Of course, a great deal was also happening in the U.S. in 1968. Historians used to consider 1968 the end of the civil rights era, especially following the assassination of Martin Luther King Jr. on April 4 of that year.

But in fact, the movement grew only more complex and dynamic as the years progressed. Students on campus fought for Black studies programs and financial aid policies to make a college education more accessible to low-income students. The late 1960s and early 1970s saw efforts to make workplaces and educational institutions more equitable and accessible, as well as coalition building between groups affected by the long-standing inequities in the U.S. The Vietnam War escalation in 1968 and deployment of Black troops did little to dismantle white supremacist thinking.

The tensions created by white supremacy and oppressive governments at home and abroad led to what is perhaps the most memorable moment in the 1968 games: the Black Power salute. During their medal ceremony for the men’s 200m race, Black Americans Tommie Smith (gold) and John Carlos (bronze) each raised a Black-gloved fist during the playing of the US National Anthem. Australia’s Peter Norman, the silver medalist, wore an Olympic Project for Human Rights badge in solidarity with the other two men.

Smith and Carlos left the podium to boos from the crowd. Smith later noted, “If I win, I am American, not a Black American. But if I did something bad, then they would say I am a Negro. We are Black and we are proud of being Black. Black America will understand what we did tonight.”

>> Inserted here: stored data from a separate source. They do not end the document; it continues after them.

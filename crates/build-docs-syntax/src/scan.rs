//! Block comment scanner for JavaScript-like source text.
//!
//! Tracks string literals so a `/*` inside quotes does not open a comment.
//! `//` line comments are skipped entirely; a run of them is never treated as
//! a documentation block. Regex literals are not tokenized.

/// Return every `/* ... */` block comment in source order, delimiters included.
///
/// An unterminated block runs to the end of the input.
pub fn block_comments(source: &str) -> Vec<&str> {
    let bytes = source.as_bytes();
    let len = bytes.len();
    let mut blocks = Vec::new();
    let mut i = 0;

    while i < len {
        match bytes[i] {
            b'/' if bytes.get(i + 1) == Some(&b'*') => {
                let end = source[i + 2..]
                    .find("*/")
                    .map_or(len, |pos| i + 2 + pos + 2);
                blocks.push(&source[i..end]);
                i = end;
            }
            b'/' if bytes.get(i + 1) == Some(&b'/') => {
                i = source[i..].find('\n').map_or(len, |pos| i + pos + 1);
            }
            quote @ (b'\'' | b'"' | b'`') => {
                i = skip_string(bytes, i + 1, quote);
            }
            _ => i += 1,
        }
    }

    blocks
}

/// Skip past a string literal opened just before `start`. Returns the index
/// after the closing quote. Plain quotes also end at a newline.
fn skip_string(bytes: &[u8], start: usize, quote: u8) -> usize {
    let mut i = start;
    while i < bytes.len() {
        match bytes[i] {
            b'\\' => i += 2,
            b'\n' if quote != b'`' => return i + 1,
            b if b == quote => return i + 1,
            _ => i += 1,
        }
    }
    bytes.len()
}

#[cfg(test)]
mod tests {
    use super::*;

    #[test]
    fn finds_blocks_in_order() {
        let src = "/* one */\nfunction a() {}\n/**\n * two\n */\nfunction b() {}\n";
        assert_eq!(block_comments(src), vec!["/* one */", "/**\n * two\n */"]);
    }

    #[test]
    fn skips_line_comments() {
        let src = "// not a block /* nope */\n/* yes */";
        assert_eq!(block_comments(src), vec!["/* yes */"]);
    }

    #[test]
    fn ignores_openers_in_strings() {
        let src = r#"const a = "/* no */"; const b = '/* no */'; const c = `/* no */`; /* yes */"#;
        assert_eq!(block_comments(src), vec!["/* yes */"]);
    }

    #[test]
    fn honours_escaped_quotes() {
        let src = r#"const a = "say \"/*\" ok"; /* yes */"#;
        assert_eq!(block_comments(src), vec!["/* yes */"]);
    }

    #[test]
    fn unterminated_block_runs_to_end() {
        assert_eq!(block_comments("x; /* open"), vec!["/* open"]);
    }

    #[test]
    fn empty_block() {
        assert_eq!(block_comments("/**/"), vec!["/**/"]);
    }

    #[test]
    fn no_comments() {
        assert!(block_comments("const x = 1;").is_empty());
    }

    #[test]
    fn non_ascii_text() {
        let src = "const s = 'héllo'; /* café */";
        assert_eq!(block_comments(src), vec!["/* café */"]);
    }
}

Smith and Carlos were expelled from the Games, and all three men were shunned from their respective countries’ sporting communities after the event. Decades later, Colin Kaepernick would fare no better when he took a knee in protest of police brutality against Black Americans.

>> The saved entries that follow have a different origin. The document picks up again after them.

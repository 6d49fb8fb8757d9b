use crate::core::Viewport;
use crate::error::{ChartError, ChartResult};
use crate::render::{LinePrimitive, PlotRect, TextPrimitive};

/// Backend-agnostic scene for one composite pass.
///
/// Backends paint the layers in field order: grid lines, labels, the
/// off-screen plot surface blitted into `plot`, then the axis baselines.
#[derive(Debug, Clone, PartialEq)]
pub struct RenderFrame {
    pub viewport: Viewport,
    pub grid_lines: Vec<LinePrimitive>,
    pub texts: Vec<TextPrimitive>,
    pub plot: Option<PlotRect>,
    pub axis_lines: Vec<LinePrimitive>,
}

impl RenderFrame {
    /// Frame with nothing on it; what the host paints before data or a
    /// surface exists.
    #[must_use]
    pub fn new(viewport: Viewport) -> Self {
        Self {
            viewport,
            grid_lines: Vec::new(),
            texts: Vec::new(),
            plot: None,
            axis_lines: Vec::new(),
        }
    }

    #[must_use]
    pub fn with_grid_line(mut self, line: LinePrimitive) -> Self {
        self.grid_lines.push(line);
        self
    }

    #[must_use]
    pub fn with_text(mut self, text: TextPrimitive) -> Self {
        self.texts.push(text);
        self
    }

    #[must_use]
    pub fn with_plot(mut self, plot: PlotRect) -> Self {
        self.plot = Some(plot);
        self
    }

    #[must_use]
    pub fn with_axis_line(mut self, line: LinePrimitive) -> Self {
        self.axis_lines.push(line);
        self
    }

    pub fn validate(&self) -> ChartResult<()> {
        if !self.viewport.is_valid() {
            return Err(ChartError::InvalidViewport {
                width: self.viewport.width,
                height: self.viewport.height,
            });
        }

        for line in self.grid_lines.iter().chain(&self.axis_lines) {
            line.validate()?;
        }
        for text in &self.texts {
            text.validate()?;
        }
        if let Some(plot) = self.plot {
            if !plot.is_drawable() {
                return Err(ChartError::InvalidData(
                    "plot rectangle must have a positive, finite size".to_owned(),
                ));
            }
        }

        Ok(())
    }

    #[must_use]
    pub fn is_empty(&self) -> bool {
        self.grid_lines.is_empty()
            && self.texts.is_empty()
            && self.plot.is_none()
            && self.axis_lines.is_empty()
    }
}

#[cfg(test)]
mod tests {
    use super::RenderFrame;
    use crate::core::Viewport;
    use crate::render::{Color, LinePrimitive, PlotRect, TextHAlign, TextPrimitive};

    #[test]
    fn populated_frame_validates() {
        let frame = RenderFrame::new(Viewport::new(200, 100))
            .with_grid_line(LinePrimitive::new(20.0, 50.0, 190.0, 50.0, 1.0, Color::GRAY))
            .with_text(TextPrimitive::new("10", 17.0, 55.0, 10.0, Color::BLACK, TextHAlign::Right))
            .with_plot(PlotRect::new(20.0, 3.0, 170.0, 70.0))
            .with_axis_line(LinePrimitive::new(20.0, 73.0, 190.0, 73.0, 1.0, Color::BLACK));

        assert!(!frame.is_empty());
        assert!(frame.validate().is_ok());
    }

    #[test]
    fn degenerate_plot_rect_is_rejected() {
        let frame =
            RenderFrame::new(Viewport::new(200, 100)).with_plot(PlotRect::new(20.0, 3.0, 0.0, 70.0));
        assert!(frame.validate().is_err());
    }

    #[test]
    fn empty_frame_still_needs_a_viewport() {
        assert!(RenderFrame::new(Viewport::new(0, 100)).validate().is_err());
        assert!(RenderFrame::new(Viewport::new(10, 10)).is_empty());
    }
}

Given the tremendous upheaval across the world, the flooded cross country course looks like small potatoes. It’s worth noting, too, that we have yet to have a Black equestrian represent the USA in any of the Olympic disciplines.

Segregation in sports is a continuing issue. Often, the Olympic sports in which Black athletes excel are the ones with the lowest barriers to entry—no country clubs with exclusive memberships, no equipment costing thousands of dollars or animals that cost even more. And cultural messaging about which sports are for which people remains strong even to this day.

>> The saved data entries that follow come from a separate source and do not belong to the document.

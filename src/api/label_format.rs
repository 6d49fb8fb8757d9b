use std::fmt::{self, Write as _};
use std::sync::Arc;

use chrono::format::{Item, StrftimeItems};
use chrono::{DateTime, FixedOffset};
use serde::{Deserialize, Serialize};

use crate::error::{ChartError, ChartResult};

/// Host-supplied label callback. Returning `None` (or an empty string) asks
/// for the default label instead.
///
/// Runs synchronously on the paint path once per visible label per frame, so
/// it must not block.
pub type LabelFormatterFn = Arc<dyn Fn(f64) -> Option<String> + Send + Sync + 'static>;

/// Label used whenever no formatter produces text: the value rounded to an
/// integer, as `%.0f` would.
#[must_use]
pub fn default_label(value: f64) -> String {
    format!("{value:.0}")
}

/// Unit of the epoch values fed to a date formatter.
#[derive(Debug, Clone, Copy, PartialEq, Eq, Hash, Default, Serialize, Deserialize)]
#[serde(rename_all = "lowercase")]
pub enum EpochUnit {
    #[default]
    Seconds,
    Millis,
}

/// Produces axis and value label text.
#[derive(Clone, Default)]
pub enum LabelFormatter {
    #[default]
    Default,
    Number(NumberFormat),
    Date(DateFormat),
    Custom(LabelFormatterFn),
}

impl fmt::Debug for LabelFormatter {
    fn fmt(&self, f: &mut fmt::Formatter<'_>) -> fmt::Result {
        match self {
            Self::Default => f.write_str("Default"),
            Self::Number(format) => f.debug_tuple("Number").field(format).finish(),
            Self::Date(format) => f.debug_tuple("Date").field(format).finish(),
            Self::Custom(_) => f.write_str("Custom(..)"),
        }
    }
}

impl LabelFormatter {
    /// printf-style numeric formatter; an empty pattern selects the default.
    pub fn number(pattern: &str) -> ChartResult<Self> {
        if pattern.is_empty() {
            return Ok(Self::Default);
        }
        NumberFormat::parse(pattern).map(Self::Number)
    }

    /// strftime-style date formatter; an empty pattern selects the default.
    pub fn date(pattern: &str, unit: EpochUnit, utc_offset_minutes: i32) -> ChartResult<Self> {
        if pattern.is_empty() {
            return Ok(Self::Default);
        }
        DateFormat::new(pattern, unit, utc_offset_minutes).map(Self::Date)
    }

    #[must_use]
    pub fn custom(callback: impl Fn(f64) -> Option<String> + Send + Sync + 'static) -> Self {
        Self::Custom(Arc::new(callback))
    }

    #[must_use]
    pub fn format(&self, value: f64) -> String {
        let text = match self {
            Self::Default => None,
            Self::Number(format) => Some(format.format(value)),
            Self::Date(format) => format.format(value),
            Self::Custom(callback) => callback(value),
        };
        match text {
            Some(text) if !text.is_empty() => text,
            _ => default_label(value),
        }
    }
}

/// Calendar formatter over an epoch value.
#[derive(Debug, Clone, PartialEq, Eq)]
pub struct DateFormat {
    pattern: String,
    unit: EpochUnit,
    offset: FixedOffset,
}

impl DateFormat {
    pub fn new(pattern: &str, unit: EpochUnit, utc_offset_minutes: i32) -> ChartResult<Self> {
        if StrftimeItems::new(pattern).any(|item| matches!(item, Item::Error)) {
            return Err(ChartError::InvalidConfig(format!(
                "invalid date label pattern `{pattern}`"
            )));
        }
        let offset = FixedOffset::east_opt(utc_offset_minutes.saturating_mul(60)).ok_or_else(
            || {
                ChartError::InvalidConfig(format!(
                    "date label utc offset out of range: {utc_offset_minutes} minutes"
                ))
            },
        )?;
        Ok(Self {
            pattern: pattern.to_owned(),
            unit,
            offset,
        })
    }

    /// `None` when the value does not map onto a representable instant.
    #[must_use]
    pub fn format(&self, value: f64) -> Option<String> {
        if !value.is_finite() {
            return None;
        }
        let millis = match self.unit {
            EpochUnit::Seconds => value * 1_000.0,
            EpochUnit::Millis => value,
        };
        if millis.abs() >= i64::MAX as f64 {
            return None;
        }
        let instant = DateTime::from_timestamp_millis(millis.round() as i64)?;
        let local = instant.with_timezone(&self.offset);
        let mut out = String::new();
        write!(out, "{}", local.format_with_items(StrftimeItems::new(&self.pattern))).ok()?;
        Some(out)
    }
}

#[derive(Debug, Clone, Copy, PartialEq, Eq)]
enum Conversion {
    Decimal,
    Fixed,
    Exponent { upper: bool },
    General { upper: bool },
    Hex { upper: bool },
    Octal,
    Text,
}

#[derive(Debug, Clone, Copy, PartialEq, Eq, Default)]
struct Flags {
    left_align: bool,
    plus: bool,
    space: bool,
    zero_pad: bool,
    alternate: bool,
    grouping: bool,
}

#[derive(Debug, Clone, Copy, PartialEq, Eq)]
struct ConversionSpec {
    flags: Flags,
    width: usize,
    precision: Option<usize>,
    conversion: Conversion,
}

/// Parsed printf-style pattern: literal text around at most one conversion.
#[derive(Debug, Clone, PartialEq, Eq)]
pub struct NumberFormat {
    prefix: String,
    spec: Option<ConversionSpec>,
    suffix: String,
}

impl NumberFormat {
    pub fn parse(pattern: &str) -> ChartResult<Self> {
        let invalid = |reason: &str| {
            ChartError::InvalidConfig(format!("invalid number label format `{pattern}`: {reason}"))
        };

        let mut prefix = String::new();
        let mut suffix = String::new();
        let mut spec = None;
        let mut chars = pattern.chars().peekable();

        while let Some(ch) = chars.next() {
            if ch != '%' {
                if spec.is_none() {
                    prefix.push(ch);
                } else {
                    suffix.push(ch);
                }
                continue;
            }
            if chars.peek() == Some(&'%') {
                chars.next();
                if spec.is_none() {
                    prefix.push('%');
                } else {
                    suffix.push('%');
                }
                continue;
            }
            if spec.is_some() {
                return Err(invalid("only one conversion is supported"));
            }

            let mut flags = Flags::default();
            while let Some(&flag) = chars.peek() {
                match flag {
                    '-' => flags.left_align = true,
                    '+' => flags.plus = true,
                    ' ' => flags.space = true,
                    '0' => flags.zero_pad = true,
                    '#' => flags.alternate = true,
                    ',' => flags.grouping = true,
                    _ => break,
                }
                chars.next();
            }

            let mut width = 0usize;
            while let Some(digit) = chars.peek().and_then(|ch| ch.to_digit(10)) {
                width = width.saturating_mul(10).saturating_add(digit as usize);
                chars.next();
            }

            let mut precision = None;
            if chars.peek() == Some(&'.') {
                chars.next();
                let mut value = 0usize;
                while let Some(digit) = chars.peek().and_then(|ch| ch.to_digit(10)) {
                    value = value.saturating_mul(10).saturating_add(digit as usize);
                    chars.next();
                }
                if value > 32 {
                    return Err(invalid("precision must be <= 32"));
                }
                precision = Some(value);
            }

            let conversion = match chars.next() {
                Some('d' | 'i') => Conversion::Decimal,
                Some('f' | 'F') => Conversion::Fixed,
                Some('e') => Conversion::Exponent { upper: false },
                Some('E') => Conversion::Exponent { upper: true },
                Some('g') => Conversion::General { upper: false },
                Some('G') => Conversion::General { upper: true },
                Some('x') => Conversion::Hex { upper: false },
                Some('X') => Conversion::Hex { upper: true },
                Some('o') => Conversion::Octal,
                Some('s') => Conversion::Text,
                Some(other) => return Err(invalid(&format!("unsupported conversion `{other}`"))),
                None => return Err(invalid("dangling `%`")),
            };

            spec = Some(ConversionSpec {
                flags,
                width,
                precision,
                conversion,
            });
        }

        Ok(Self {
            prefix,
            spec,
            suffix,
        })
    }

    #[must_use]
    pub fn format(&self, value: f64) -> String {
        let mut out = self.prefix.clone();
        if let Some(spec) = self.spec {
            out.push_str(&format_conversion(spec, value));
        }
        out.push_str(&self.suffix);
        out
    }
}

fn format_conversion(spec: ConversionSpec, value: f64) -> String {
    let flags = spec.flags;
    let zero_pad = flags.zero_pad && !flags.left_align;

    if !value.is_finite() {
        let body = if value.is_nan() { "NaN" } else { "Infinity" };
        let sign = sign_prefix(value == f64::NEG_INFINITY, flags);
        return pad(sign, body.to_owned(), spec.width, flags.left_align, false);
    }

    let negative = value < 0.0;
    let magnitude = value.abs();
    let (prefix, body) = match spec.conversion {
        Conversion::Decimal => {
            let digits = format!("{:.0}", magnitude.round());
            let digits = if flags.grouping {
                group_thousands(&digits)
            } else {
                digits
            };
            (sign_prefix(value.round() < 0.0, flags), digits)
        }
        Conversion::Fixed => {
            let precision = spec.precision.unwrap_or(6);
            let mut body = format!("{magnitude:.precision$}");
            if flags.grouping {
                body = group_fixed(&body);
            }
            if flags.alternate && precision == 0 {
                body.push('.');
            }
            (sign_prefix(negative, flags), body)
        }
        Conversion::Exponent { upper } => (
            sign_prefix(negative, flags),
            c_exponent(magnitude, spec.precision.unwrap_or(6), upper),
        ),
        Conversion::General { upper } => (
            sign_prefix(negative, flags),
            c_general(
                magnitude,
                spec.precision.unwrap_or(6),
                upper,
                flags.alternate,
            ),
        ),
        Conversion::Hex { upper } => {
            let integer = value.round() as i64;
            let body = if upper {
                format!("{integer:X}")
            } else {
                format!("{integer:x}")
            };
            let radix = match (flags.alternate, upper) {
                (true, false) => "0x",
                (true, true) => "0X",
                (false, _) => "",
            };
            (radix, body)
        }
        Conversion::Octal => {
            let integer = value.round() as i64;
            (if flags.alternate { "0" } else { "" }, format!("{integer:o}"))
        }
        Conversion::Text => {
            let text = value.to_string();
            let text = match spec.precision {
                Some(limit) => text.chars().take(limit).collect(),
                None => text,
            };
            return pad("", text, spec.width, flags.left_align, false);
        }
    };

    pad(prefix, body, spec.width, flags.left_align, zero_pad)
}

fn sign_prefix(negative: bool, flags: Flags) -> &'static str {
    if negative {
        "-"
    } else if flags.plus {
        "+"
    } else if flags.space {
        " "
    } else {
        ""
    }
}

fn pad(prefix: &str, body: String, width: usize, left_align: bool, zero_pad: bool) -> String {
    let len = prefix.chars().count() + body.chars().count();
    let fill = width.saturating_sub(len);
    if fill == 0 {
        format!("{prefix}{body}")
    } else if left_align {
        format!("{prefix}{body}{}", " ".repeat(fill))
    } else if zero_pad {
        format!("{prefix}{}{body}", "0".repeat(fill))
    } else {
        format!("{}{prefix}{body}", " ".repeat(fill))
    }
}

fn group_thousands(digits: &str) -> String {
    let mut out = String::with_capacity(digits.len() + digits.len() / 3);
    for (index, ch) in digits.chars().enumerate() {
        if index > 0 && (digits.len() - index) % 3 == 0 {
            out.push(',');
        }
        out.push(ch);
    }
    out
}

fn group_fixed(body: &str) -> String {
    match body.split_once('.') {
        Some((integer, fraction)) => format!("{}.{fraction}", group_thousands(integer)),
        None => group_thousands(body),
    }
}

/// `%e`: mantissa with `precision` decimals and an exponent of at least two digits.
fn c_exponent(magnitude: f64, precision: usize, upper: bool) -> String {
    let rust = format!("{magnitude:.precision$e}");
    let (mantissa, exponent) = rust.split_once('e').unwrap_or((rust.as_str(), "0"));
    let exponent: i32 = exponent.parse().unwrap_or(0);
    let sign = if exponent < 0 { '-' } else { '+' };
    let marker = if upper { 'E' } else { 'e' };
    format!("{mantissa}{marker}{sign}{:02}", exponent.abs())
}

/// `%g`: fixed or exponent notation depending on the decimal exponent, with
/// trailing zeros removed unless `alternate` is set.
fn c_general(magnitude: f64, precision: usize, upper: bool, alternate: bool) -> String {
    let significant = precision.max(1);
    let probe = format!("{magnitude:.prec$e}", prec = significant - 1);
    let exponent: i32 = probe
        .split_once('e')
        .and_then(|(_, exp)| exp.parse().ok())
        .unwrap_or(0);

    let body = if exponent < -4 || exponent >= significant as i32 {
        c_exponent(magnitude, significant - 1, upper)
    } else {
        let decimals = (significant as i32 - 1 - exponent).max(0) as usize;
        format!("{magnitude:.decimals$}")
    };

    if alternate {
        return body;
    }
    strip_trailing_zeros(&body)
}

Holding sporting events during times of crisis can be useful, if they’re not putting people at risk. In some ways, the 1968 Games did, from the increased dangers of the equestrian competition to the violent crackdown on peaceful student protestors. But the Games also highlighted the many ways in which white supremacy and oppressive governments were harming people all across the world.

The Tokyo Games next year will reflect the times we are in, too.

How do we want future historians to write about them? Wouldn’t we rather see a story about how a global pandemic was quashed through responsible behavior, how white supremacist institutions were finally torn down and rebuilt in the name of equity, how the sports themselves are working diligently to be safe for the youth and accessible to everyone?

Or do we want to see teams decimated by COVID-19, hampered by racism eating away at the souls of the nations represented, sports that have made no strides in fighting against abuse and exclusion?

If we want the 2021 Olympics to reflect who we want to be, there’s no time to waste in making equestrian sports and the culture they’re in healthy, safe, and anti-racist.